Use the entries below to count the lines that hold the word "never"; answer with the number only.
── Source material ──
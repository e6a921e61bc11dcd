//! Serial bus transport
//!
//! One connection serves every amplifier on the bus. The protocol is strictly
//! request/response, so a transport must only ever be driven by one task at a
//! time; the zone actor owns it exclusively.
//!
//! Every response read is bounded by a deadline covering the whole frame. If
//! the terminator never arrives the read fails with
//! [`TransportError::ReadTimeout`] carrying whatever bytes were received.
//! Bytes still readable when the next request goes out belong to an
//! abandoned exchange and are discarded first.

use std::time::Duration;

use mpr_protocol::frame::{parse_amp_response, parse_param_response, parse_zone_response};
use mpr_protocol::{
    escape_bytes, EncodeCommand, Param, ParamValue, Request, ZoneCode, ZoneParams,
};
use tokio::io::{AsyncRead, AsyncReadExt, AsyncWrite, AsyncWriteExt};
use tokio::time::{timeout, timeout_at, Instant};
use tokio_serial::{DataBits, Parity, SerialPortBuilderExt, SerialStream, StopBits};
use tracing::{debug, info, trace, warn};

use crate::error::TransportError;

/// Fixed bus baud rate
pub const BAUD_RATE: u32 = 9600;

/// Per-byte read timeout configured on the serial device
pub const BYTE_TIMEOUT: Duration = Duration::from_secs(1);

/// Request/response transport over one amplifier bus
pub struct BusTransport<T> {
    io: T,
    name: String,
    read_timeout: Duration,
}

impl BusTransport<SerialStream> {
    /// Open the serial device at 9600 baud, 8N1
    pub fn open(path: &str, read_timeout: Duration) -> Result<Self, TransportError> {
        let stream = tokio_serial::new(path, BAUD_RATE)
            .data_bits(DataBits::Eight)
            .parity(Parity::None)
            .stop_bits(StopBits::One)
            .timeout(BYTE_TIMEOUT)
            .open_native_async()
            .map_err(|e| TransportError::DeviceOpen {
                path: path.to_string(),
                reason: e.to_string(),
            })?;

        info!("Amplifier bus opened on {} @ {}", path, BAUD_RATE);
        Ok(Self::new(stream, path, read_timeout))
    }
}

impl<T> BusTransport<T>
where
    T: AsyncRead + AsyncWrite + Unpin + Send,
{
    /// Wrap an already connected stream
    ///
    /// Any `AsyncRead + AsyncWrite` works, which lets a simulated amplifier
    /// on a duplex pipe stand in for the serial port.
    pub fn new(io: T, name: impl Into<String>, read_timeout: Duration) -> Self {
        Self {
            io,
            name: name.into(),
            read_timeout,
        }
    }

    /// Bus name used in logs
    pub fn name(&self) -> &str {
        &self.name
    }

    /// Frame read deadline
    pub fn read_timeout(&self) -> Duration {
        self.read_timeout
    }

    /// Write raw bytes to the bus
    pub async fn send(&mut self, data: &[u8]) -> Result<(), TransportError> {
        trace!("{} TX {}", self.name, escape_bytes(data));
        self.io.write_all(data).await.map_err(TransportError::Write)?;
        self.io.flush().await.map_err(TransportError::Write)
    }

    /// Read one byte at a time until the received bytes end with `terminator`
    pub async fn receive(&mut self, terminator: &[u8]) -> Result<Vec<u8>, TransportError> {
        let deadline = Instant::now() + self.read_timeout;
        let mut received = Vec::with_capacity(64);

        loop {
            match timeout_at(deadline, self.io.read_u8()).await {
                Ok(Ok(byte)) => {
                    received.push(byte);
                    if received.ends_with(terminator) {
                        trace!("{} RX {}", self.name, escape_bytes(&received));
                        return Ok(received);
                    }
                }
                Ok(Err(e))
                    if e.kind() == std::io::ErrorKind::TimedOut
                        || e.kind() == std::io::ErrorKind::WouldBlock =>
                {
                    tokio::task::yield_now().await;
                }
                Ok(Err(e)) if e.kind() == std::io::ErrorKind::UnexpectedEof => {
                    debug!("{} closed mid-frame", self.name);
                    return Err(self.timed_out(received));
                }
                Ok(Err(e)) => return Err(TransportError::Read(e)),
                Err(_) => return Err(self.timed_out(received)),
            }
        }
    }

    fn timed_out(&self, received: Vec<u8>) -> TransportError {
        warn!(
            "{} response timeout, partial frame: {}",
            self.name,
            escape_bytes(&received)
        );
        TransportError::ReadTimeout {
            timeout_ms: self.read_timeout.as_millis() as u64,
            received,
        }
    }

    /// Drop any bytes that are already readable without waiting
    pub async fn discard_pending(&mut self) -> Result<usize, TransportError> {
        let mut buf = [0u8; 64];
        let mut discarded = Vec::new();

        loop {
            match timeout(Duration::ZERO, self.io.read(&mut buf)).await {
                Ok(Ok(0)) | Err(_) => break,
                Ok(Ok(n)) => discarded.extend_from_slice(&buf[..n]),
                Ok(Err(e))
                    if e.kind() == std::io::ErrorKind::TimedOut
                        || e.kind() == std::io::ErrorKind::WouldBlock =>
                {
                    break
                }
                Ok(Err(e)) => return Err(TransportError::Read(e)),
            }
        }

        if !discarded.is_empty() {
            debug!(
                "{} discarded {} stale bytes: {}",
                self.name,
                discarded.len(),
                escape_bytes(&discarded)
            );
        }
        Ok(discarded.len())
    }

    /// Send a request and read its response, if the request has one
    pub async fn exchange(&mut self, request: &Request) -> Result<Option<Vec<u8>>, TransportError> {
        self.discard_pending().await?;
        self.send(&request.encode()).await?;
        match request.response_terminator() {
            Some(terminator) => self.receive(terminator).await.map(Some),
            None => Ok(None),
        }
    }

    /// Query a single parameter of one zone
    pub async fn query_param(
        &mut self,
        zone: ZoneCode,
        param: Param,
    ) -> Result<ParamValue, TransportError> {
        let response = self.expect_response(&Request::QueryParam { zone, param }).await?;
        Ok(parse_param_response(zone, param, &response)?)
    }

    /// Query all parameters of one zone
    pub async fn query_zone(&mut self, zone: ZoneCode) -> Result<ZoneParams, TransportError> {
        let response = self.expect_response(&Request::QueryZone { zone }).await?;
        Ok(parse_zone_response(zone, &response)?)
    }

    /// Query all zones of one amplifier
    pub async fn query_amp(&mut self, amp: u8) -> Result<Vec<(ZoneCode, ZoneParams)>, TransportError> {
        let response = self.expect_response(&Request::QueryAmp { amp }).await?;
        Ok(parse_amp_response(amp, &response)?)
    }

    /// Set one parameter; the amplifier does not answer
    pub async fn set_param(
        &mut self,
        zone: ZoneCode,
        param: Param,
        value: ParamValue,
    ) -> Result<(), TransportError> {
        self.exchange(&Request::SetParam { zone, param, value })
            .await
            .map(|_| ())
    }

    async fn expect_response(&mut self, request: &Request) -> Result<Vec<u8>, TransportError> {
        // Only set requests go unanswered and those never reach here
        Ok(self.exchange(request).await?.unwrap_or_default())
    }

    /// Release the connection
    pub async fn close(mut self) -> Result<(), TransportError> {
        self.io
            .shutdown()
            .await
            .map_err(TransportError::DeviceClose)?;
        info!("Amplifier bus {} closed", self.name);
        Ok(())
    }
}

#[cfg(test)]
mod tests {
    use super::*;
    use tokio::io::{duplex, DuplexStream};

    fn bus(timeout_ms: u64) -> (BusTransport<DuplexStream>, DuplexStream) {
        let (ours, theirs) = duplex(1024);
        (
            BusTransport::new(ours, "test", Duration::from_millis(timeout_ms)),
            theirs,
        )
    }

    fn zone(s: &str) -> ZoneCode {
        s.parse().unwrap()
    }

    #[tokio::test]
    async fn test_receive_stops_at_terminator() {
        let (mut bus, mut amp) = bus(200);
        amp.write_all(b"#>11VO08\r\r\nleftover").await.unwrap();

        let frame = bus.receive(b"\r\r\n").await.unwrap();
        assert_eq!(frame, b"#>11VO08\r\r\n");
    }

    #[tokio::test]
    async fn test_receive_waits_for_long_terminator() {
        let (mut bus, mut amp) = bus(200);
        amp.write_all(b">11a\r\r\n>12b\r\r\n\n").await.unwrap();

        let frame = bus.receive(b"\r\r\n\n").await.unwrap();
        assert_eq!(frame, b">11a\r\r\n>12b\r\r\n\n");
    }

    #[tokio::test]
    async fn test_receive_times_out_with_partial_frame() {
        let (mut bus, mut amp) = bus(50);
        amp.write_all(b"#>11VO0").await.unwrap();

        let started = std::time::Instant::now();
        let err = bus.receive(b"\r\r\n").await.unwrap_err();
        assert!(started.elapsed() < Duration::from_secs(1));
        match err {
            TransportError::ReadTimeout { received, .. } => assert_eq!(received, b"#>11VO0"),
            other => panic!("unexpected error: {other}"),
        }
    }

    #[tokio::test]
    async fn test_receive_on_closed_peer() {
        let (mut bus, amp) = bus(200);
        drop(amp);
        assert!(matches!(
            bus.receive(b"\r\r\n").await,
            Err(TransportError::ReadTimeout { .. })
        ));
    }

    #[tokio::test]
    async fn test_set_param_writes_frame_without_reading() {
        let (mut bus, mut amp) = bus(50);
        bus.set_param(zone("12"), Param::VO, ParamValue::from_number(8))
            .await
            .unwrap();

        let mut buf = [0u8; 9];
        amp.read_exact(&mut buf).await.unwrap();
        assert_eq!(&buf, b"<12VO08\r\n");
    }

    /// Answer each expected request with its reply, after an optional delay
    fn respond(
        mut amp: DuplexStream,
        script: Vec<(&'static [u8], Duration, &'static [u8])>,
    ) -> tokio::task::JoinHandle<DuplexStream> {
        tokio::spawn(async move {
            for (request, delay, reply) in script {
                let mut buf = vec![0u8; request.len()];
                amp.read_exact(&mut buf).await.unwrap();
                assert_eq!(buf, request);
                tokio::time::sleep(delay).await;
                amp.write_all(reply).await.unwrap();
            }
            amp
        })
    }

    #[tokio::test]
    async fn test_query_param_parses_value() {
        let (mut bus, amp) = bus(200);
        let peer = respond(
            amp,
            vec![(&b"?11VO\r\n"[..], Duration::ZERO, &b"?11VO\r#>11VO21\r\r\n"[..])],
        );

        let value = bus.query_param(zone("11"), Param::VO).await.unwrap();
        assert_eq!(value.number(), 21);
        peer.await.unwrap();
    }

    #[tokio::test]
    async fn test_query_zone_malformed_response() {
        let (mut bus, amp) = bus(200);
        let _peer = respond(amp, vec![(&b"?11\r\n"[..], Duration::ZERO, &b"#>11000100\r\r\n"[..])]);

        assert!(matches!(
            bus.query_zone(zone("11")).await,
            Err(TransportError::Parse(_))
        ));
    }

    #[tokio::test]
    async fn test_late_reply_does_not_shift_next_exchange() {
        let (mut bus, amp) = bus(50);
        let peer = respond(
            amp,
            vec![
                (
                    &b"?11\r\n"[..],
                    Duration::from_millis(100),
                    &b"#>1100010000130707100100\r\r\n"[..],
                ),
                (&b"?12\r\n"[..], Duration::ZERO, &b"#>1200010000200707100100\r\r\n"[..]),
            ],
        );

        assert!(matches!(
            bus.query_zone(zone("11")).await,
            Err(TransportError::ReadTimeout { .. })
        ));
        // Let the late zone 11 reply land before asking for zone 12
        tokio::time::sleep(Duration::from_millis(150)).await;

        let params = bus.query_zone(zone("12")).await.unwrap();
        assert_eq!(params.get(Param::VO).number(), 20);
        peer.await.unwrap();
    }

    #[tokio::test]
    async fn test_discard_pending_returns_without_data() {
        let (mut bus, mut amp) = bus(50);
        assert_eq!(bus.discard_pending().await.unwrap(), 0);

        amp.write_all(b"#>11VO08\r\r\n").await.unwrap();
        assert_eq!(bus.discard_pending().await.unwrap(), 11);
        assert_eq!(bus.discard_pending().await.unwrap(), 0);
    }

    #[tokio::test]
    async fn test_open_invalid_device() {
        let err = BusTransport::open("/dev/does-not-exist-mpr", Duration::from_millis(100))
            .err()
            .unwrap();
        match err {
            TransportError::DeviceOpen { path, .. } => assert_eq!(path, "/dev/does-not-exist-mpr"),
            other => panic!("unexpected error: {other}"),
        }
    }
}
───
▶ **Completed task**:
2